Nikin Tharan’s journey reads like a Silicon Valley fairy tale: a child innovator from Bengaluru who built tabla-playing robots, won a full-ride scholarship to Northeastern University at 16, co-founded a medtech startup that won two MIT awards, and eventually became an EB1A “Einstein Green Card” recipient. But behind this success story lies a brutal truth—two green card rejections that nearly derailed his entire career. Tharan’s experience exposes a critical “blind spot” that many immigrant founders share: the assumption that professional excellence alone guarantees immigration stability. For cybersecurity, IT, and AI professionals building startups in the U.S., this is a wake-up call to treat immigration strategy with the same rigor as product development, code deployment, and cloud security.

Learning Objectives

  • Understand the key U.S. immigration pathways available to tech founders, including EB-1A, EB-2 NIW, and EB-5, and their specific requirements
  • Learn how to structure your startup and documentation to strengthen visa and green card applications
  • Identify the “blind spots” that lead to RFEs (Requests for Evidence) and rejections, even for highly accomplished founders
  • Implement practical technical and legal strategies to protect your career and business continuity
  • Gain actionable insights from Nikin Tharan’s real-world experience—including what he did right and what he wishes he had done differently

You Should Know

  1. The EB-1A “Einstein Visa”: Why Being a Tech Genius Isn’t Enough

The EB-1A visa is reserved for individuals with “extraordinary ability” in sciences, arts, education, business, or athletics. For tech founders, this means demonstrating sustained national or international acclaim through extensive documentation. Tharan’s journey—from building circuits as a teenager to founding multiple VC-backed startups—seemed to check every box. Yet his EB-1 applications were rejected twice before finally being approved on the third attempt.

What This Means for You:

The EB-1A requires meeting at least three of ten criteria, including:
– Receipt of nationally or internationally recognized prizes or awards
– Membership in associations requiring outstanding achievement
– Published material about you in professional or major media
– Original scientific, scholarly, or business contributions of major significance
– Authorship of scholarly articles in professional journals
– High salary or remuneration

Step-by-Step Guide to Strengthening Your EB-1A Profile:

  1. Document everything. Tharan learned the hard way that even with strong achievements, insufficient evidence leads to RFEs. Maintain a comprehensive portfolio of awards, media coverage, peer reviews, and case studies.
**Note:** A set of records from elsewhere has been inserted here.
//! 错误定义模块

use thiserror::Error;

/// MIA系统统一错误类型
#[derive(Error, Debug)]
pub enum MiaError {
    #[error("配置错误: {0}")]
    Config(String),

    #[error("数据库错误: {0}")]
    Database(String),

    #[error("DICOM解析错误: {0}")]
    DicomParse(String),

    #[error("非候选文件: {0}")]
    InvalidCandidate(String),

    #[error("文件不可读: {0}")]
    Unreadable(String),

    #[error("缺少必要标识符: {0}")]
    MissingIdentifiers(String),

    #[error("存储错误: {0}")]
    Storage(String),

    #[error("重复冲突: {0}")]
    DuplicateConflict(String),

    #[error("完整性错误: {0}")]
    Integrity(String),

    #[error("IO错误: {0}")]
    Io(#[from] std::io::Error),

    #[error("序列化错误: {0}")]
    Serialization(#[from] serde_json::Error),

    #[error("验证错误: {0}")]
    Validation(String),

    #[error("资源未找到: {0}")]
    NotFound(String),

    #[error("系统内部错误: {0}")]
    Internal(String),

    #[error("无效状态转换: 从 {from} 到 {event}")]
    InvalidStateTransition { from: String, event: String },
}

impl MiaError {
    /// 返回文件级失败的标准原因码（kebab-case，用于FileOutcome.reason）
    pub fn reason_code(&self) -> &'static str {
        match self {
            MiaError::InvalidCandidate(_) => "invalid-candidate",
            MiaError::Unreadable(_) => "unreadable",
            MiaError::MissingIdentifiers(_) => "missing-identifiers",
            MiaError::Storage(_) => "storage-error",
            MiaError::DuplicateConflict(_) => "duplicate-conflict",
            MiaError::Integrity(_) => "integrity-error",
            MiaError::Database(_) => "database-error",
            _ => "internal-error",
        }
    }

    /// 会话级错误会中止整个批次，文件级错误只记录单个文件的结果
    pub fn is_session_fatal(&self) -> bool {
        matches!(self, MiaError::Database(_) | MiaError::Internal(_))
    }
}

/// MIA系统统一结果类型
pub type Result<T> = std::result::Result<T, MiaError>;

#[cfg(test)]
mod tests {
    use super::*;

    #[test]
    fn test_reason_codes() {
        assert_eq!(
            MiaError::InvalidCandidate("x".into()).reason_code(),
            "invalid-candidate"
        );
        assert_eq!(MiaError::Unreadable("x".into()).reason_code(), "unreadable");
        assert_eq!(
            MiaError::DuplicateConflict("x".into()).reason_code(),
            "duplicate-conflict"
        );
    }

    #[test]
    fn test_session_fatal() {
        assert!(MiaError::Database("连接中断".into()).is_session_fatal());
        assert!(!MiaError::Unreadable("坏文件".into()).is_session_fatal());
        assert!(!MiaError::Storage("写入失败".into()).is_session_fatal());
    }
}
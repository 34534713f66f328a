//! 持久层接口定义

use async_trait::async_trait;
use mia_core::{ImageMetadata, PersistOutcome, Result, StoredBlob, Study};

/// 层次化影像仓库
///
/// 契约：`persist_instance`对单个文件的Study→Series→Image写入
/// 整体成功或整体回滚；同一UID并发写入按get-or-create消解，
/// 依赖底层存储的唯一性约束而非应用级全局锁。
#[async_trait]
pub trait ImageRepository: Send + Sync {
    /// 以一个事务持久化单个影像实例的三级归属
    async fn persist_instance(
        &self,
        metadata: &ImageMetadata,
        blob: &StoredBlob,
    ) -> Result<PersistOutcome>;

    /// 按检查UID查找检查
    async fn get_study_by_uid(&self, study_uid: &str) -> Result<Option<Study>>;

    /// 当前检查总数
    async fn study_count(&self) -> Result<usize>;
}
//! # MIA存储模块
//!
//! 负责原始影像载荷的落盘存储，按检查/序列/实例三级层次寻址。

pub mod storage;

pub use storage::*;
//! 摄取配置

use serde::{Deserialize, Serialize};
use std::time::Duration;

/// 摄取流水线配置
#[derive(Debug, Clone, Serialize, Deserialize)]
pub struct IngestConfig {
    /// 每块处理的文件数，决定峰值内存上界
    #[serde(default = "default_chunk_size")]
    pub chunk_size: usize,
    /// 同步/后台执行的文件数分界
    #[serde(default = "default_sync_threshold")]
    pub sync_threshold: usize,
    /// 终态会话在进度存储中保留的秒数
    #[serde(default = "default_progress_retention_secs")]
    pub progress_retention_secs: u64,
    /// 单文件大小上限（字节）
    #[serde(default = "default_max_file_size")]
    pub max_file_size: u64,
    /// 候选文件最小大小（字节），低于此值视为占位文件
    #[serde(default = "default_min_file_size")]
    pub min_file_size: u64,
}

fn default_chunk_size() -> usize {
    50
}

fn default_sync_threshold() -> usize {
    100
}

fn default_progress_retention_secs() -> u64 {
    3600
}

fn default_max_file_size() -> u64 {
    2 * 1024 * 1024 * 1024
}

fn default_min_file_size() -> u64 {
    132
}

impl Default for IngestConfig {
    fn default() -> Self {
        Self {
            chunk_size: default_chunk_size(),
            sync_threshold: default_sync_threshold(),
            progress_retention_secs: default_progress_retention_secs(),
            max_file_size: default_max_file_size(),
            min_file_size: default_min_file_size(),
        }
    }
}

impl IngestConfig {
    /// 终态会话保留时长
    pub fn progress_retention(&self) -> Duration {
        Duration::from_secs(self.progress_retention_secs)
    }
}
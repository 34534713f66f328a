//! # MIA数据库模块
//!
//! 层次化持久层：以单文件事务将提取的元数据upsert为
//! Study→Series→Image三级实体，唯一性冲突由存储层约束消解。

pub mod connection;
pub mod memory;
pub mod models;
pub mod postgres;
pub mod repository;

pub use connection::DatabasePool;
pub use memory::MemoryImageRepository;
pub use postgres::PgImageRepository;
pub use repository::ImageRepository;
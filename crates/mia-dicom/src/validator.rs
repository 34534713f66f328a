//! 文件候选校验模块
//!
//! 用廉价启发式（扩展名、大小、可选的头部魔数）判断文件是否值得
//! 完整解析。策略是宽容的：宁可多解析一次，也不丢弃可用影像。

use mia_core::{MiaError, Result};
use std::fs::File;
use std::io::Read;
use std::path::Path;
use tracing::debug;

/// DICOM文件前导区长度（128字节前导 + "DICM"魔数）
pub const DICOM_PREAMBLE_LEN: usize = 132;

/// 可识别的影像文件扩展名
const KNOWN_EXTENSIONS: [&str; 5] = ["dcm", "dicom", "dcm30", "ima", "img"];

/// 文件候选校验器
#[derive(Debug, Clone)]
pub struct FileValidator {
    /// 最小候选大小，低于此值视为占位/空文件
    min_file_size: u64,
    /// 单文件大小上限
    max_file_size: u64,
}

impl Default for FileValidator {
    fn default() -> Self {
        Self::new(DICOM_PREAMBLE_LEN as u64, 2 * 1024 * 1024 * 1024)
    }
}

impl FileValidator {
    /// 创建新的候选校验器
    pub fn new(min_file_size: u64, max_file_size: u64) -> Self {
        Self {
            min_file_size,
            max_file_size,
        }
    }

    /// 判断一个文件是否为可摄取候选
    ///
    /// 无副作用，不破坏性消费文件内容；拒绝时返回`InvalidCandidate`。
    pub fn classify(&self, path: &Path, original_name: &str, size: u64) -> Result<()> {
        if size == 0 {
            return Err(MiaError::InvalidCandidate(format!(
                "空文件: {}",
                original_name
            )));
        }
        if size < self.min_file_size {
            return Err(MiaError::InvalidCandidate(format!(
                "文件过小 ({} 字节 < {} 字节): {}",
                size, self.min_file_size, original_name
            )));
        }
        if size > self.max_file_size {
            return Err(MiaError::InvalidCandidate(format!(
                "文件超过大小上限 ({} 字节 > {} 字节): {}",
                size, self.max_file_size, original_name
            )));
        }

        match extension_of(original_name) {
            Extension::Known(ext) => {
                debug!("按扩展名接受候选文件: {} ({})", original_name, ext);
                Ok(())
            }
            Extension::None => {
                debug!("接受无扩展名候选文件: {}", original_name);
                Ok(())
            }
            Extension::Unknown(_) => {
                // 未知扩展名：先探测头部魔数，否则按大小兜底接受
                if Self::has_dicom_signature(path) {
                    debug!("按DICM魔数接受候选文件: {}", original_name);
                } else {
                    debug!("按大小兜底接受候选文件: {}", original_name);
                }
                Ok(())
            }
        }
    }

    /// 非破坏性探测文件头部是否带有DICM魔数
    ///
    /// 只读取前132字节；读取失败一律视为无魔数，留给后续策略处理。
    pub fn has_dicom_signature(path: &Path) -> bool {
        let mut header = [0u8; DICOM_PREAMBLE_LEN];
        match File::open(path).and_then(|mut f| f.read_exact(&mut header)) {
            Ok(()) => &header[128..DICOM_PREAMBLE_LEN] == b"DICM",
            Err(_) => false,
        }
    }
}

/// 扩展名分类结果
enum Extension {
    Known(String),
    Unknown(String),
    None,
}

/// 提取小写扩展名，压缩变体（.gz）剥壳后再判断
fn extension_of(name: &str) -> Extension {
    let lower = name.to_ascii_lowercase();
    let base = lower.strip_suffix(".gz").unwrap_or(&lower);

    match base.rsplit_once('.') {
        Some((stem, ext)) if !stem.is_empty() && !ext.is_empty() => {
            if KNOWN_EXTENSIONS.contains(&ext) {
                Extension::Known(ext.to_string())
            } else {
                Extension::Unknown(ext.to_string())
            }
        }
        _ => Extension::None,
    }
}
  2. Get peer reviews. During his second RFE, Tharan was explicitly asked for peer reviews from hackathons and industry projects. Actively seek testimonials from recognized experts in your field.

  3. Quantify your impact. Instead of saying “built an AI platform,” demonstrate measurable outcomes: “developed a computer vision system that reduced manufacturing defects by 37% across 50+ client deployments.”

  4. Align with national interest. Frame your work as serving U.S. economic, technological, or societal interests—not just your startup’s bottom line.

  5. Consider the EB-2 NIW alternative. The National Interest Waiver allows self-petitioning without employer sponsorship if you can prove your work has national importance. For founders, this path requires an advanced degree or exceptional ability plus evidence that your work benefits the U.S. economy.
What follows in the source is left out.